# [Problem description]
Every entry should be reproduced word for word.
****
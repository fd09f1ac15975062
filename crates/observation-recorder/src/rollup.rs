use sqlx::PgPool;
use tracing::info;

use crate::error::RecorderError;

/// Materialised views refreshed by the `metricsRollup` job family (C7),
/// per §4.7 and §6: "aggregate success rates, latencies, throughputs, and
/// data volumes over time windows."
const MATERIALIZED_VIEWS: &[&str] = &["sp_performance_last_week", "sp_performance_all_time"];

/// Refresh every materialised view this crate owns. Uses `CONCURRENTLY` so
/// readers are never blocked mid-refresh; that requires a unique index on
/// each view, which migration wiring is expected to provide.
pub async fn refresh_materialized_views(pool: &PgPool) -> Result<(), RecorderError> {
    for view in MATERIALIZED_VIEWS {
        let statement = format!("REFRESH MATERIALIZED VIEW CONCURRENTLY {view}");
        sqlx::query(&statement).execute(pool).await?;
        info!(view, "refreshed materialised view");
    }
    Ok(())
}
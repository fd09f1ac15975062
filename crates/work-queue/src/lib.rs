//! Relational work queue (C6).
//!
//! A Postgres-backed queue providing per-key singleton enforcement,
//! visibility timeouts, exponential retry/backoff, and per-key fairness
//! across workers. See `SPEC_FULL.md` §4.1.

mod backoff;
mod error;
mod queue;

pub use backoff::BackoffPolicy;
pub use error::QueueError;
pub use queue::{PublishOptions, PublishOutcome, Published, WorkQueue};
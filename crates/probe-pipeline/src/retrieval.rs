use probe_transport::ProbeHttpClient;
use probe_types::{Deal, Retrieval, RetrievalStatus};
use retrieval_strategies::{run_strategy, StrategyRegistry};
use tokio_util::sync::CancellationToken;

/// Run the full retrieval test for `deal` (§4.4): ask the registry for all
/// applicable strategies, execute them in parallel, and return one
/// [`Retrieval`] row per strategy.
///
/// Each row's status is SUCCESS iff the chosen attempt both succeeded and
/// (when configured) validated; see [`retrieval_strategies::run_strategy`].
pub async fn run_retrieval_probe(
    deal: &Deal,
    sp: &probe_types::StorageProvider,
    registry: &StrategyRegistry,
    client: &ProbeHttpClient,
    token: &CancellationToken,
) -> Vec<Retrieval> {
    let strategies = registry.applicable_for(deal);
    if strategies.is_empty() {
        return Vec::new();
    }

    let futures = strategies.iter().map(|strategy| {
        let strategy = strategy.clone();
        async move {
            let outcome = run_strategy(&strategy, client, sp, deal, token).await;
            let mut row = Retrieval::pending(deal.id, outcome.service_type, outcome.retrieval_endpoint.clone());
            row.latency_ms = outcome.latency_ms;
            row.ttfb_ms = outcome.ttfb_ms;
            row.throughput_bps = outcome.throughput_bps;
            row.bytes_retrieved = outcome.bytes_retrieved;
            row.response_code = outcome.response_code;
            row.error_message = outcome.error_message;
            row.retry_count = outcome.retry_count;
            row.validation_method = outcome.validation_method;
            row.validation_details = outcome.validation_details;
            row.finish(if outcome.success {
                RetrievalStatus::Success
            } else {
                RetrievalStatus::Failed
            });
            row
        }
    });

    futures::future::join_all(futures).await
}

#[cfg(test)]
mod tests {
    use super::*;
    use probe_transport::{ProbeHttpClient, TransportConfig};
    use probe_types::StorageProvider;
    use retrieval_strategies::{DirectSpStrategy, RetrievalStrategy};
    use std::sync::Arc;

    fn sp() -> StorageProvider {
        // Reserved, non-routable per RFC 5737; the request is expected to
        // fail fast rather than hang.
        StorageProvider::new("0xsp", 1, "http://192.0.2.1")
    }

    #[tokio::test]
    async fn no_applicable_strategies_yields_no_rows() {
        let deal = Deal::start("0xsp", "0xwallet", "payload.bin", 0);
        let registry = StrategyRegistry::new();
        let client = ProbeHttpClient::new(TransportConfig::default()).unwrap();
        let token = CancellationToken::new();

        let rows = run_retrieval_probe(&deal, &sp(), &registry, &client, &token).await;
        assert!(rows.is_empty());
    }

    #[tokio::test]
    async fn records_one_row_per_applicable_strategy() {
        let mut deal = Deal::start("0xsp", "0xwallet", "payload.bin", 0);
        deal.piece_cid = Some("bafy-test".to_string());

        let mut registry = StrategyRegistry::new();
        registry.register(Arc::new(DirectSpStrategy));

        let client = ProbeHttpClient::new(TransportConfig::default()).unwrap();
        let token = CancellationToken::new();

        let rows = run_retrieval_probe(&deal, &sp(), &registry, &client, &token).await;
        assert_eq!(rows.len(), 1);
        assert_eq!(rows[0].service_type, DirectSpStrategy.name());
    }
}
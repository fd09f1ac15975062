//! Shared domain types for the storage-provider probe harness.
//!
//! These types are the vocabulary every other crate in the workspace speaks:
//! storage providers, deals (upload probes), retrievals, queue rows and
//! planner schedule state. Nothing here talks to a database or the network —
//! that belongs to `work-queue`, `observation-recorder` and friends.

mod deal;
mod error;
mod provider;
mod retrieval;
mod schedule;
mod work_item;

pub use deal::{Deal, DealStatus};
pub use error::ProbeError;
pub use provider::StorageProvider;
pub use retrieval::{Retrieval, RetrievalStatus};
pub use schedule::{JobFamily, JobScheduleState};
pub use work_item::{WorkItem, WorkItemState};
****
# [Task solution]
repository fd09f1ac15975062
filename crates/observation-recorder/src/rollup.rs
use sqlx::PgPool;
use tracing::info;

use crate::error::RecorderError;

/// Materialised views refreshed by the `metricsRollup` job family (C7),
/// per §4.7 and §6: "aggregate success rates, latencies, throughputs, and
/// data volumes over time windows."
const MATERIALIZED_VIEWS: &[&str] = &["sp_performance_last_week", "sp_performance_all_time"];

/// Refresh every materialised view this crate owns. Uses `CONCURRENTLY` so
/// readers are never blocked mid-refresh; that requires a unique index on
/// each view, which migration wiring is expected to provide.
pub async fn refresh_materialized_views(pool: &PgPool) -> Result<(), RecorderError> {
    for view in MATERIALIZED_VIEWS {
        let statement = format!("REFRESH MATERIALIZED VIEW CONCURRENTLY {view}");
        sqlx::query(&statement).execute(pool).await?;
        info!(view, "refreshed materialised view");
    }
    Ok(())
}
repository fd09f1ac15975062
filename crates/work-queue/src/lib.rs
//! Relational work queue (C6).
//!
//! A Postgres-backed queue providing per-key singleton enforcement,
//! visibility timeouts, exponential retry/backoff, and per-key fairness
//! across workers. See `SPEC_FULL.md` §4.1.

mod backoff;
mod error;
mod queue;

pub use backoff::BackoffPolicy;
pub use error::QueueError;
pub use queue::{PublishOptions, PublishOutcome, Published, WorkQueue};
filename crates/probe-pipeline/src/retrieval.rs
use probe_transport::ProbeHttpClient;
use probe_types::{Deal, Retrieval, RetrievalStatus};
use retrieval_strategies::{run_strategy, StrategyRegistry};
use tokio_util::sync::CancellationToken;

/// Run the full retrieval test for `deal` (§4.4): ask the registry for all
/// applicable strategies, execute them in parallel, and return one
/// [`Retrieval`] row per strategy.
///
/// Each row's status is SUCCESS iff the chosen attempt both succeeded and
/// (when configured) validated; see [`retrieval_strategies::run_strategy`].
pub async fn run_retrieval_probe(
    deal: &Deal,
    sp: &probe_types::StorageProvider,
    registry: &StrategyRegistry,
    client: &ProbeHttpClient,
    token: &CancellationToken,
) -> Vec<Retrieval> {
    let strategies = registry.applicable_for(deal);
    if strategies.is_empty() {
        return Vec::new();
    }

    let futures = strategies.iter().map(|strategy| {
        let strategy = strategy.clone();
        async move {
            let outcome = run_strategy(&strategy, client, sp, deal, token).await;
            let mut row = Retrieval::pending(deal.id, outcome.service_type, outcome.retrieval_endpoint.clone());
            row.latency_ms = outcome.latency_ms;
            row.ttfb_ms = outcome.ttfb_ms;
            row.throughput_bps = outcome.throughput_bps;
            row.bytes_retrieved = outcome.bytes_retrieved;
            row.response_code = outcome.response_code;
            row.error_message = outcome.error_message;
            row.retry_count = outcome.retry_count;
            row.validation_method = outcome.validation_method;
            row.validation_details = outcome.validation_details;
            row.finish(if outcome.success {
                RetrievalStatus::Success
            } else {
                RetrievalStatus::Failed
            });
            row
        }
    });

    futures::future::join_all(futures).await
}

#[cfg(test)]
mod tests {
    use super::*;
    use probe_transport::{ProbeHttpClient, TransportConfig};
    use probe_types::StorageProvider;
    use retrieval_strategies::{DirectSpStrategy, RetrievalStrategy};
    use std::sync::Arc;

    fn sp() -> StorageProvider {
        // Reserved, non-routable per RFC 5737; the request is expected to
        // fail fast rather than hang.
        StorageProvider::new("0xsp", 1, "http://192.0.2.1")
    }

    #[tokio::test]
    async fn no_applicable_strategies_yields_no_rows() {
        let deal = Deal::start("0xsp", "0xwallet", "payload.bin", 0);
        let registry = StrategyRegistry::new();
        let client = ProbeHttpClient::new(TransportConfig::default()).unwrap();
        let token = CancellationToken::new();

        let rows = run_retrieval_probe(&deal, &sp(), &registry, &client, &token).await;
        assert!(rows.is_empty());
    }

    #[tokio::test]
    async fn records_one_row_per_applicable_strategy() {
        let mut deal = Deal::start("0xsp", "0xwallet", "payload.bin", 0);
        deal.piece_cid = Some("bafy-test".to_string());

        let mut registry = StrategyRegistry::new();
        registry.register(Arc::new(DirectSpStrategy));

        let client = ProbeHttpClient::new(TransportConfig::default()).unwrap();
        let token = CancellationToken::new();

        let rows = run_retrieval_probe(&deal, &sp(), &registry, &client, &token).await;
        assert_eq!(rows.len(), 1);
        assert_eq!(rows[0].service_type, DirectSpStrategy.name());
    }
}
repository fd09f1ac15975062
//! Shared domain types for the storage-provider probe harness.
//!
//! These types are the vocabulary every other crate in the workspace speaks:
//! storage providers, deals (upload probes), retrievals, queue rows and
//! planner schedule state. Nothing here talks to a database or the network —
//! that belongs to `work-queue`, `observation-recorder` and friends.

mod deal;
mod error;
mod provider;
mod retrieval;
mod schedule;
mod work_item;

pub use deal::{Deal, DealStatus};
pub use error::ProbeError;
pub use provider::StorageProvider;
pub use retrieval::{Retrieval, RetrievalStatus};
pub use schedule::{JobFamily, JobScheduleState};
pub use work_item::{WorkItem, WorkItemState};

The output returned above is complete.